I think we can safely say the same thing about music. As a young person, I was introduced to classical music at home, albeit the music was "popular" and certainly not atonal or even that of more "modern" composers such as Shostakovich or Stravinski. Indeed, my mother absolutely _hated_ Bach whom she considered boring to the extreme. Her tastes ran more to Italian overtures (Rossini in particular) and the romantic composers. But even so, many children those days were introduced to classical music by the radio. Remember, the "theme songs" of many popular children's shows were classics: William Tell for the Lone Ranger, Flight of the Bumblebee for The Green Hornet etc., so even if we didn't understand what it was, our minds became familiar with more complex forms of musical expression than Shaboom or Does Your Chewing Gum Lose Its Flavor On The Bedpost Overnight. Sadly, however, most kids today learn more about violent behavior and sexual activity from "music" than anything transcendent or magical. In fact, much of what passes today for "music" elevates Does Your Chewing Gum and similar musical silliness into the rank of a classic!


----------



## HLGStrider

*Re: Enjoyment*



Arthur_Vandelay said:


> If you think the purpose of studying literature is solely to enhance your love of reading, then there is certainly no point studying literature--all you really need is a library card and a comfortable armchair by the fire (pipe, dressing gown and glass of brandy are optional).


I didn't say the purpose of studying literature. I said the purpose of reading literature. You immediately took this to studying, which I suppose is a logical taking-it-to due to my mention of literary teachers. However, just as there is pure and applied science, there is pure and applied literature. Though in this case, the pure is used more applicably than the applied. . .hmmm. . .I'm not making sense now.

In high school science I learned there were two branches to science, pure and applied. Pure science is pursued just for knowledge. Applied is pursued to be utilized.
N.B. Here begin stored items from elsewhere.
#[cfg(test)]
mod tests {
    #![allow(clippy::unwrap_used, clippy::panic)]

    use super::*;
    use crate::entry_state::EntryStateType;
    use crate::entry_types::EntryTypeSet;
    use crate::persistent::{MockPersistentState, get_json};
    use crate::source_state::tests::Fixture;
    use crate::system::RealSystem;
    use std::os::unix::fs::{PermissionsExt, symlink};

    fn options() -> AddOptions {
        AddOptions {
            umask: Umask::new(0o022),
            ..AddOptions::default()
        }
    }

    fn add(fx: &Fixture, paths: &[&str], options: &AddOptions) -> Result<Vec<String>> {
        add_with(fx, paths, options, &MockPersistentState::new())
    }

    fn add_with(
        fx: &Fixture,
        paths: &[&str],
        options: &AddOptions,
        persistent: &MockPersistentState,
    ) -> Result<Vec<String>> {
        let state = fx.read()?;
        let paths: Vec<AbsPath> = paths.iter().map(|p| fx.dest.join_str(p)).collect();
        let written = state.add(&RealSystem, persistent, &RealSystem, &paths, options)?;
        Ok(written.iter().map(ToString::to_string).collect())
    }

    fn source_exists(fx: &Fixture, rel: &str) -> bool {
        fx.source.join_str(rel).as_path().exists()
    }

    fn chmod(fx: &Fixture, rel: &str, mode: u32) {
        std::fs::set_permissions(fx.dest.join_str(rel).as_path(), std::fs::Permissions::from_mode(mode)).unwrap();
    }

    #[test]
    fn test_add_file() {
        let fx = Fixture::new();
        fx.dest_file(".bashrc", "export A=1\n");
        let persistent = MockPersistentState::new();
        let written = add_with(&fx, &[".bashrc"], &options(), &persistent).unwrap();
        assert_eq!(written, ["dot_bashrc"]);
        let contents = std::fs::read_to_string(fx.source.join_str("dot_bashrc").as_path()).unwrap();
        assert_eq!(contents, "export A=1\n");

        let key = fx.dest.join_str(".bashrc").to_slash();
        let recorded: EntryState = get_json(&persistent, ENTRY_STATE_BUCKET, key.as_bytes()).unwrap().unwrap();
        assert_eq!(recorded.kind, EntryStateType::File);
    }

    #[test]
    fn test_add_attributes_from_mode() {
        let fx = Fixture::new();
        fx.dest_file("run.sh", "#!/bin/sh\n");
        fx.dest_file("secret", "s\n");
        fx.dest_file("locked", "l\n");
        fx.dest_file("blank", "");
        chmod(&fx, "run.sh", 0o755);
        chmod(&fx, "secret", 0o600);
        chmod(&fx, "locked", 0o444);
        let written = add(&fx, &["run.sh", "secret", "locked", "blank"], &options()).unwrap();
        assert_eq!(
            written,
            ["empty_blank", "executable_run.sh", "private_secret", "readonly_locked"]
        );
    }

    #[test]
    fn test_add_creates_missing_parents() {
        let fx = Fixture::new();
        fx.dest_file(".config/nvim/init.lua", "x\n");
        let written = add(&fx, &[".config/nvim/init.lua"], &options()).unwrap();
        assert_eq!(
            written,
            ["dot_config", "dot_config/nvim", "dot_config/nvim/init.lua"]
        );
        assert!(source_exists(&fx, "dot_config/nvim/init.lua"));
    }

    #[test]
    fn test_add_under_managed_parent() {
        let fx = Fixture::new();
        fx.source_file("private_dot_ssh/config", "Host *\n");
        fx.dest_file(".ssh/known_hosts", "h\n");
        let written = add(&fx, &[".ssh/known_hosts"], &options()).unwrap();
        assert_eq!(written, ["private_dot_ssh/known_hosts"]);
    }

    #[test]
    fn test_add_empty_dir_gets_keep() {
        let fx = Fixture::new();
        std::fs::create_dir_all(fx.dest.join_str(".cache").as_path()).unwrap();
        let written = add(&fx, &[".cache"], &options()).unwrap();
        assert_eq!(written, ["dot_cache", "dot_cache/.keep"]);
        assert!(source_exists(&fx, "dot_cache/.keep"));
    }

    #[test]
    fn test_add_exact_dir() {
        let fx = Fixture::new();
        fx.dest_file(".vim/vimrc", "set nu\n");
        let opts = AddOptions {
            exact: true,
            ..options()
        };
        let written = add(&fx, &[".vim", ".vim/vimrc"], &opts).unwrap();
        assert_eq!(written, ["exact_dot_vim", "exact_dot_vim/vimrc"]);
    }

    #[test]
    fn test_add_symlink() {
        let fx = Fixture::new();
        symlink("/etc/hosts", fx.dest.join_str(".hosts").as_path()).unwrap();
        let written = add(&fx, &[".hosts"], &options()).unwrap();
        assert_eq!(written, ["symlink_dot_hosts"]);
        let contents = std::fs::read_to_string(fx.source.join_str("symlink_dot_hosts").as_path()).unwrap();
        assert_eq!(contents, "/etc/hosts\n");
    }

    #[test]
    fn test_add_encrypted() {
        let fx = Fixture::new();
        fx.dest_file(".token", "abc");
        let opts = AddOptions {
            encrypt: true,
            ..options()
        };
        let written = add(&fx, &[".token"], &opts).unwrap();
        assert_eq!(written, ["encrypted_dot_token.rev"]);
        let stored = std::fs::read(fx.source.join_str("encrypted_dot_token.rev").as_path()).unwrap();
        assert_eq!(stored, b"cba");
    }

    #[test]
    fn test_add_autotemplate() {
        let fx = Fixture::new();
        fx.dest_file(".gitconfig", "name = alice\n");
        let opts = AddOptions {
            autotemplate: true,
            ..options()
        };
        let state = fx.read_with(serde_json::json!({"user": "alice"})).unwrap();
        let written = state
            .add(
                &RealSystem,
                &MockPersistentState::new(),
                &RealSystem,
                &[fx.dest.join_str(".gitconfig")],
                &opts,
            )
            .unwrap();
        assert_eq!(written[0].as_str(), "dot_gitconfig.tmpl");
        let contents = std::fs::read_to_string(fx.source.join_str("dot_gitconfig.tmpl").as_path()).unwrap();
        assert_eq!(contents, "name = {{ .user }}\n");
    }

    #[test]
    fn test_add_replaces_old_encoding() {
        let fx = Fixture::new();
        fx.source_file("dot_profile", "old\n");
        fx.dest_file(".profile", "new\n");
        chmod(&fx, ".profile", 0o600);
        let written = add(&fx, &[".profile"], &options()).unwrap();
        assert_eq!(written, ["private_dot_profile"]);
        assert!(!source_exists(&fx, "dot_profile"));
        assert!(source_exists(&fx, "private_dot_profile"));
    }

    #[test]
    fn test_add_renames_reencoded_dir() {
        let fx = Fixture::new();
        fx.source_file("dot_ssh/config", "Host *\n");
        fx.dest_file(".ssh/config", "Host *\n");
        chmod(&fx, ".ssh", 0o700);
        let written = add(&fx, &[".ssh"], &options()).unwrap();
        assert_eq!(written, ["private_dot_ssh"]);
        assert!(!source_exists(&fx, "dot_ssh"));
        assert!(source_exists(&fx, "private_dot_ssh/config"));
    }

    #[test]
    fn test_add_skips_ignored() {
        let fx = Fixture::new();
        fx.source_file(".chezmoiignore", ".cache\n");
        fx.dest_file(".cache", "c\n");
        let written = add(&fx, &[".cache"], &options()).unwrap();
        assert!(written.is_empty());
        assert!(!source_exists(&fx, "dot_cache"));
    }

    #[test]
    fn test_add_filter() {
        let fx = Fixture::new();
        fx.dest_file(".a", "a\n");
        symlink("/x", fx.dest.join_str(".b").as_path()).unwrap();
        let opts = AddOptions {
            filter: EntryTypeFilter::new(EntryTypeSet::all(), EntryTypeSet::SYMLINKS),
            ..options()
        };
        let written = add(&fx, &[".a", ".b"], &opts).unwrap();
        assert_eq!(written, ["dot_a"]);
    }

    #[test]
    fn test_add_missing_path() {
        let fx = Fixture::new();
        let err = add(&fx, &[".nope"], &options()).unwrap_err();
        assert!(err.is_not_found());
    }

    #[test]
    fn test_add_outside_dest() {
        let fx = Fixture::new();
        let state = fx.read().unwrap();
        let outside = AbsPath::new("/elsewhere/file".into()).unwrap();
        let err = state
            .add(&RealSystem, &MockPersistentState::new(), &RealSystem, &[outside], &options())
            .unwrap_err();
        assert!(matches!(err, Error::InvalidPathPrefix { .. }));
    }
}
Often they over lap because you learn to do things with pure science that you use in applied science and by using applied science you necessarily discover things which is part of pure science. Making sense so far?
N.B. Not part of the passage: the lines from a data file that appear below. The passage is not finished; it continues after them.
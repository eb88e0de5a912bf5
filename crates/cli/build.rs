//! Build script for hearth-cli.
//!
//! Emits build and rustc metadata through vergen for `hearth --version`.

fn main() -> anyhow::Result<()> {
    let build = vergen::BuildBuilder::all_build()?;
    let rustc = vergen::RustcBuilder::all_rustc()?;

    vergen::Emitter::default()
        .add_instructions(&build)?
        .add_instructions(&rustc)?
        .emit()?;

    Ok(())
}
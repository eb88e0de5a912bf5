//! CLI command implementations

pub mod add;
pub mod apply;
pub mod archive;
pub mod diff;
pub mod dump;
pub mod import;
pub mod state;
pub mod status;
Good, now I have to transition this into literature . . .I usually use better analogies than this, but science isn't my thing. Neither is academia. 
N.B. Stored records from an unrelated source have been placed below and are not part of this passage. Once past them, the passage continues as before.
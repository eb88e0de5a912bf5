//! Configuration management
//!
//! hearth reads `hearth.toml` from the config directory. Every key is
//! optional:
//!
//! ```toml
//! sourceDir = "~/dotfiles"
//! destDir = "~"
//! umask = "077"
//! keepGoing = true
//! encryption = "age"
//!
//! [age]
//! identity = "~/.config/hearth/key.txt"
//! recipient = "age1ql3z7hjy54pw3hyww5ayyfg7zqgvc7w3j2elw8zmrj2kg5sfn9aqmcac8p"
//!
//! [data]
//! email = "me@example.com"
//!
//! [add]
//! autotemplate = true
//! ```

use crate::dirs;
use crate::{Error, Result};
use hearth_core::{Encryption, Umask};
use hearth_crypto::{AgeEncryption, GpgEncryption, NoEncryption, Recipient, load_identities};
use indexmap::IndexMap;
use serde::{Deserialize, Deserializer, Serialize};
use std::fs;
use std::path::{Path, PathBuf};

/// Encryption backend selection
#[derive(Debug, Clone, Copy, PartialEq, Eq, Default, Serialize, Deserialize)]
#[serde(rename_all = "lowercase")]
pub enum EncryptionKind {
    /// No encryption; encrypted source files fail to apply
    #[default]
    None,
    /// The builtin age implementation
    Age,
    /// An external gpg command
    Gpg,
}

/// `[age]` section
#[derive(Debug, Clone, Default, Serialize, Deserialize)]
#[serde(rename_all = "camelCase")]
pub struct AgeConfig {
    /// Single identity file (age or SSH key)
    pub identity: Option<PathBuf>,

    /// Multiple identity files
    #[serde(default)]
    pub identities: Vec<PathBuf>,

    /// Single recipient public key
    pub recipient: Option<String>,

    /// Multiple recipient public keys
    #[serde(default)]
    pub recipients: Vec<String>,

    /// Suffix of encrypted source files, `.age` when unset
    pub suffix: Option<String>,
}

/// `[gpg]` section
#[derive(Debug, Clone, Default, Serialize, Deserialize)]
#[serde(rename_all = "camelCase")]
pub struct GpgConfig {
    /// gpg executable, `gpg` when unset
    pub command: Option<String>,

    /// Recipient key; symmetric encryption when unset
    pub recipient: Option<String>,

    /// Extra arguments passed before every operation
    #[serde(default)]
    pub args: Vec<String>,

    /// Suffix of encrypted source files, `.asc` when unset
    pub suffix: Option<String>,
}

/// `[add]` section: defaults for the add command
#[derive(Debug, Clone, Copy, Default, Serialize, Deserialize)]
#[serde(rename_all = "camelCase")]
pub struct AddConfig {
    /// Replace known data values with template references
    #[serde(default)]
    pub autotemplate: bool,

    /// Encrypt added files
    #[serde(default)]
    pub encrypt: bool,
}

/// hearth configuration
#[derive(Debug, Clone, Default, Serialize, Deserialize)]
#[serde(rename_all = "camelCase")]
pub struct Config {
    /// Source directory
    pub source_dir: Option<PathBuf>,

    /// Destination directory
    pub dest_dir: Option<PathBuf>,

    /// Umask for created entries, overriding the process umask
    #[serde(default, deserialize_with = "deserialize_umask")]
    pub umask: Option<Umask>,

    /// Continue past failing entries
    #[serde(default)]
    pub keep_going: bool,

    /// Encryption backend
    #[serde(default)]
    pub encryption: EncryptionKind,

    /// Age settings
    #[serde(default)]
    pub age: AgeConfig,

    /// gpg settings
    #[serde(default)]
    pub gpg: GpgConfig,

    /// Template data, merged over the defaults
    #[serde(default)]
    pub data: IndexMap<String, serde_json::Value>,

    /// Persistent state file
    pub persistent_state: Option<PathBuf>,

    /// Add defaults
    #[serde(default)]
    pub add: AddConfig,
}

// Accepts `umask = "022"` or a TOML integer such as `umask = 0o022`
fn deserialize_umask<'de, D>(deserializer: D) -> std::result::Result<Option<Umask>, D::Error>
where
    D: Deserializer<'de>,
{
    #[derive(Deserialize)]
    #[serde(untagged)]
    enum Raw {
        Int(u32),
        Str(String),
    }

    match Option::<Raw>::deserialize(deserializer)? {
        None => Ok(None),
        Some(Raw::Int(bits)) if bits <= 0o777 => Ok(Some(Umask::new(bits))),
        Some(Raw::Int(bits)) => Err(serde::de::Error::custom(format!("umask {bits:o} exceeds 777"))),
        Some(Raw::Str(s)) => match Umask::parse(&s) {
            Ok(umask) => Ok(Some(umask)),
            Err(_) => Err(serde::de::Error::custom(Error::InvalidUmask(s))),
        },
    }
}

impl Config {
    /// Load configuration from a file
    ///
    /// Relative paths resolve against the file's directory.
    pub fn load(path: impl AsRef<Path>) -> Result<Self> {
        let path = path.as_ref();
        let content = fs::read_to_string(path).map_err(|source| Error::Read {
            path: path.to_path_buf(),
            source,
        })?;
        let base_dir = path.parent().unwrap_or_else(|| Path::new("."));
        Self::from_toml_str(&content, base_dir).map_err(|e| match e {
            Error::Parse { source, .. } => Error::Parse {
                path: path.to_path_buf(),
                source,
            },
            other => other,
        })
    }

    /// Load `path` if given, else the default config file if it exists
    ///
    /// An explicit path must exist. A missing default file yields the
    /// default configuration.
    pub fn load_or_default(path: Option<&Path>) -> Result<Self> {
        if let Some(path) = path {
            return Self::load(path);
        }
        match dirs::default_config_file() {
            Some(path) if path.is_file() => Self::load(path),
            _ => {
                tracing::debug!("no config file, using defaults");
                Ok(Self::default())
            }
        }
    }

    /// Parse configuration from TOML, resolving relative paths against
    /// `base_dir`
    pub fn from_toml_str(content: &str, base_dir: &Path) -> Result<Self> {
        let mut config: Self = toml::from_str(content).map_err(|e| Error::Parse {
            path: PathBuf::from("<string>"),
            source: Box::new(e),
        })?;
        config.resolve_relative_paths(base_dir);
        Ok(config)
    }

    fn resolve_relative_paths(&mut self, base_dir: &Path) {
        for path in [&mut self.source_dir, &mut self.dest_dir, &mut self.persistent_state, &mut self.age.identity]
            .into_iter()
            .flatten()
        {
            *path = resolve_path(path, base_dir);
        }
        for path in &mut self.age.identities {
            *path = resolve_path(path, base_dir);
        }
    }

    /// Source directory, defaulting to `$XDG_DATA_HOME/hearth`
    pub fn source_dir(&self) -> Result<PathBuf> {
        match &self.source_dir {
            Some(dir) => Ok(dir.clone()),
            None => dirs::default_source_dir().ok_or(Error::NoXdgDir("data")),
        }
    }

    /// Destination directory, defaulting to the home directory
    pub fn dest_dir(&self) -> Result<PathBuf> {
        match &self.dest_dir {
            Some(dir) => Ok(dir.clone()),
            None => ::dirs::home_dir().ok_or(Error::NoHomeDir),
        }
    }

    /// Persistent state file, defaulting to `$XDG_CONFIG_HOME/hearth/hearthstate.redb`
    pub fn persistent_state(&self) -> Result<PathBuf> {
        match &self.persistent_state {
            Some(path) => Ok(path.clone()),
            None => dirs::default_persistent_state().ok_or(Error::NoXdgDir("config")),
        }
    }

    /// The configured umask, or `process` when none is set
    pub fn umask(&self, process: Umask) -> Umask {
        self.umask.unwrap_or(process)
    }

    /// All configured age recipients
    ///
    /// When none are configured, the public keys of the identities are used.
    pub fn age_recipients(&self) -> Result<Vec<Recipient>> {
        let configured: Vec<&String> = self.age.recipient.iter().chain(&self.age.recipients).collect();
        if configured.is_empty() {
            return Ok(self
                .age_identities()?
                .iter()
                .map(hearth_crypto::Identity::to_public)
                .collect());
        }
        configured
            .into_iter()
            .map(|s| s.parse::<Recipient>().map_err(Error::from))
            .collect()
    }

    /// All identities from the configured identity files
    pub fn age_identities(&self) -> Result<Vec<hearth_crypto::Identity>> {
        let mut identities = Vec::new();
        for path in self.age.identity.iter().chain(&self.age.identities) {
            identities.extend(load_identities(path)?);
        }
        Ok(identities)
    }

    /// Build the configured encryption backend
    pub fn encryption(&self) -> Result<Box<dyn Encryption>> {
        Ok(match self.encryption {
            EncryptionKind::None => Box::new(NoEncryption),
            EncryptionKind::Age => {
                let mut age = AgeEncryption::new(self.age_recipients()?, self.age_identities()?);
                if let Some(suffix) = &self.age.suffix {
                    age = age.with_suffix(suffix);
                }
                Box::new(age)
            }
            EncryptionKind::Gpg => {
                let mut gpg = match &self.gpg.command {
                    Some(command) => GpgEncryption::new(command),
                    None => GpgEncryption::default(),
                };
                if let Some(recipient) = &self.gpg.recipient {
                    gpg = gpg.with_recipient(recipient);
                }
                if !self.gpg.args.is_empty() {
                    gpg = gpg.with_args(self.gpg.args.clone());
                }
                if let Some(suffix) = &self.gpg.suffix {
                    gpg = gpg.with_suffix(suffix);
                }
                Box::new(gpg)
            }
        })
    }
}

/// Expand `~/` and resolve relative paths against `base_dir`
fn resolve_path(path: &Path, base_dir: &Path) -> PathBuf {
    let path_str = path.to_string_lossy();
    if let Some(stripped) = path_str.strip_prefix("~/") {
        if let Some(home) = ::dirs::home_dir() {
            return home.join(stripped);
        }
    } else if path_str == "~"
        && let Some(home) = ::dirs::home_dir()
    {
        return home;
    }

    if path.is_relative() {
        base_dir.join(path)
    } else {
        path.to_path_buf()
    }
}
Anyway, pure literature is the enjoyment of it. Literature for literature's sake. 

Applied literature is literature for learning's sake, for knowledge's sake, for social commentary's sake. . .etc. You take the story and apply it to meaning or apply meaning to it. 

Of course, just as before, there is cross over. By reading literature for "pure" purposes you still get some of the learning. By reading for learning, you can still enjoy.

But I'm not a learner. I don't like reading to learn. I'd rather just sit back and be enthralled. If I learn in the meantime, fine. . .but I don't want to study literature. I want to read!


----------



## Mrs. Maggott

To say that you don't like "reading to learn" suggests that this is true only for those pursuits that you do not ordinarily enjoy. Perhaps you don't like "reading to learn" about a subject like, say, accounting because you don't really enjoy accounting or have no great interest in it. On the other hand, you should certainly enjoy "reading to learn" about any subject in which you _do_ have an interest. In that situation, "reading to learn" and "reading for enjoyment" become one and the same and cannot really be separated.


----------



## HLGStrider

Well, you're dealing with nonfiction. I'm not. I RARELY read nonfiction. Not counting college books I don't think I've read a nonfiction book (article, yes, book no) in over a year. I'm assuming you are dealing with non-fiction because of 
A. You accounting example.
B. You seem to be talking about learning facts.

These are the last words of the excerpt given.